═══ Material provided ═══

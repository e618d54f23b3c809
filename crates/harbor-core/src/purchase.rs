//! # Purchase Orders
//!
//! Lifecycle rules and goods receipt for supplier orders.
//!
//! ## Status Machine
//! ```text
//! ┌─────────────────────────────────────────────────────────────────────────┐
//! │                                                                         │
//! │   Draft ──send──► Sent ──receive──► Partially Received ──receive──┐     │
//! │     │               │                      │  ▲                   │     │
//! │     │  (edit,       │                      └──┘ receive           ▼     │
//! │     │   delete)     │                                         Received  │
//! │     │               │          Sent ──receive (all)──────────►         │
//! │     └───cancel──────┴──cancel──► Cancelled                             │
//! │                                                                         │
//! │   Received and Cancelled are terminal.                                  │
//! └─────────────────────────────────────────────────────────────────────────┘
//! ```
//!
//! ## Receipt
//! The whole receipt is checked against the order and the catalog before
//! any quantity moves. After it applies, the order status is decided by
//! comparing total received with total ordered across every line.

use crate::error::{CoreError, CoreResult, ValidationError};
use crate::money::Money;
use crate::stock::apply_delta;
use crate::types::{
    Product, PurchaseOrder, PurchaseOrderLine, PurchaseOrderStatus, ReceivedLine,
};
use crate::validation::{validate_cash_count, validate_quantity};

const ENTITY: &str = "Purchase order";

impl PurchaseOrder {
    pub fn total_ordered(&self) -> i64 {
        self.items.iter().map(|l| l.quantity_ordered).sum()
    }

    pub fn total_received(&self) -> i64 {
        self.items.iter().map(|l| l.quantity_received).sum()
    }

    /// Σ cost × quantity ordered.
    pub fn total_cost(&self) -> Money {
        self.items.iter().map(|l| l.cost * l.quantity_ordered).sum()
    }

    /// Receipt is only possible once the order has gone to the supplier.
    pub fn can_receive(&self) -> bool {
        matches!(
            self.status,
            PurchaseOrderStatus::Sent | PurchaseOrderStatus::PartiallyReceived
        )
    }

    /// Fails unless the order is still a Draft (edit and delete use this).
    pub fn ensure_draft(&self) -> CoreResult<()> {
        if self.status != PurchaseOrderStatus::Draft {
            return Err(CoreError::invalid_state(ENTITY, &self.po_number, self.status));
        }
        Ok(())
    }

    /// Draft → Sent.
    pub fn send(&mut self) -> CoreResult<()> {
        self.ensure_draft()?;
        self.status = PurchaseOrderStatus::Sent;
        Ok(())
    }

    /// Draft | Sent → Cancelled.
    pub fn cancel(&mut self) -> CoreResult<()> {
        match self.status {
            PurchaseOrderStatus::Draft | PurchaseOrderStatus::Sent => {
                self.status = PurchaseOrderStatus::Cancelled;
                Ok(())
            }
            status => Err(CoreError::invalid_state(ENTITY, &self.po_number, status)),
        }
    }

    /// Status implied by the received quantities.
    ///
    /// Nothing received leaves the current status alone.
    pub fn status_from_quantities(&self) -> PurchaseOrderStatus {
        let received = self.total_received();
        if received == 0 {
            self.status
        } else if received >= self.total_ordered() {
            PurchaseOrderStatus::Received
        } else {
            PurchaseOrderStatus::PartiallyReceived
        }
    }
}

/// Checks the lines of a new or edited order.
///
/// ## Rules
/// - at least one line
/// - every line orders a positive quantity
/// - costs are not negative
/// - nothing is received yet
pub fn validate_order_lines(lines: &[PurchaseOrderLine]) -> CoreResult<()> {
    if lines.is_empty() {
        return Err(ValidationError::Required {
            field: "items".to_string(),
        }
        .into());
    }

    for line in lines {
        validate_quantity("quantity ordered", line.quantity_ordered)?;
        validate_cash_count("cost", line.cost)?;
        if line.quantity_received != 0 {
            return Err(ValidationError::OutOfRange {
                field: "quantity received".to_string(),
                min: 0,
                max: 0,
            }
            .into());
        }
    }

    Ok(())
}

/// What a receipt changed.
#[derive(Debug, Clone, PartialEq, Eq)]
pub struct ReceiptOutcome {
    /// The positive lines that were applied.
    pub applied: Vec<ReceivedLine>,
    pub status: PurchaseOrderStatus,
}

/// Receives goods against an order and books them into stock.
///
/// `products` is the catalog; each received product gets `+quantity` at
/// the order's outlet. On error neither the order nor the catalog change.
pub fn receive_purchase_order(
    order: &mut PurchaseOrder,
    products: &mut [Product],
    received: &[ReceivedLine],
) -> CoreResult<ReceiptOutcome> {
    if !order.can_receive() {
        return Err(CoreError::invalid_state(ENTITY, &order.po_number, order.status));
    }

    // (line index, product index, quantity)
    let mut plan: Vec<(usize, usize, i64)> = Vec::new();

    for entry in received {
        if entry.quantity == 0 {
            continue;
        }
        validate_quantity("quantity received", entry.quantity)?;

        let line_index = order
            .items
            .iter()
            .position(|l| l.product_id == entry.product_id)
            .ok_or_else(|| CoreError::not_found("Purchase order line", &entry.product_id))?;

        let product_index = products
            .iter()
            .position(|p| p.id == entry.product_id)
            .ok_or_else(|| CoreError::not_found("Product", &entry.product_id))?;

        // the same product may appear twice in one receipt
        let already_planned: i64 = plan
            .iter()
            .filter(|(li, _, _)| *li == line_index)
            .map(|(_, _, q)| q)
            .sum();
        let remaining = order.items[line_index].remaining() - already_planned;
        if entry.quantity > remaining {
            return Err(CoreError::ExceedsOrdered {
                product_id: entry.product_id.clone(),
                requested: entry.quantity,
                remaining,
            });
        }

        plan.push((line_index, product_index, entry.quantity));
    }

    if plan.is_empty() {
        return Err(ValidationError::Required {
            field: "received quantity".to_string(),
        }
        .into());
    }

    let mut applied = Vec::with_capacity(plan.len());
    for (line_index, product_index, quantity) in plan {
        let line = &mut order.items[line_index];
        line.quantity_received += quantity;
        apply_delta(&mut products[product_index], &order.outlet_id, quantity);
        applied.push(ReceivedLine {
            product_id: line.product_id.clone(),
            quantity,
        });
    }

    order.status = order.status_from_quantities();

    Ok(ReceiptOutcome {
        applied,
        status: order.status,
    })
}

═══

» **What is needed**:
Show every line from the listing above in which the string "push" appears.

» **Result for this exercise**:
        plan.push((line_index, product_index, entry.quantity));
        applied.push(ReceivedLine {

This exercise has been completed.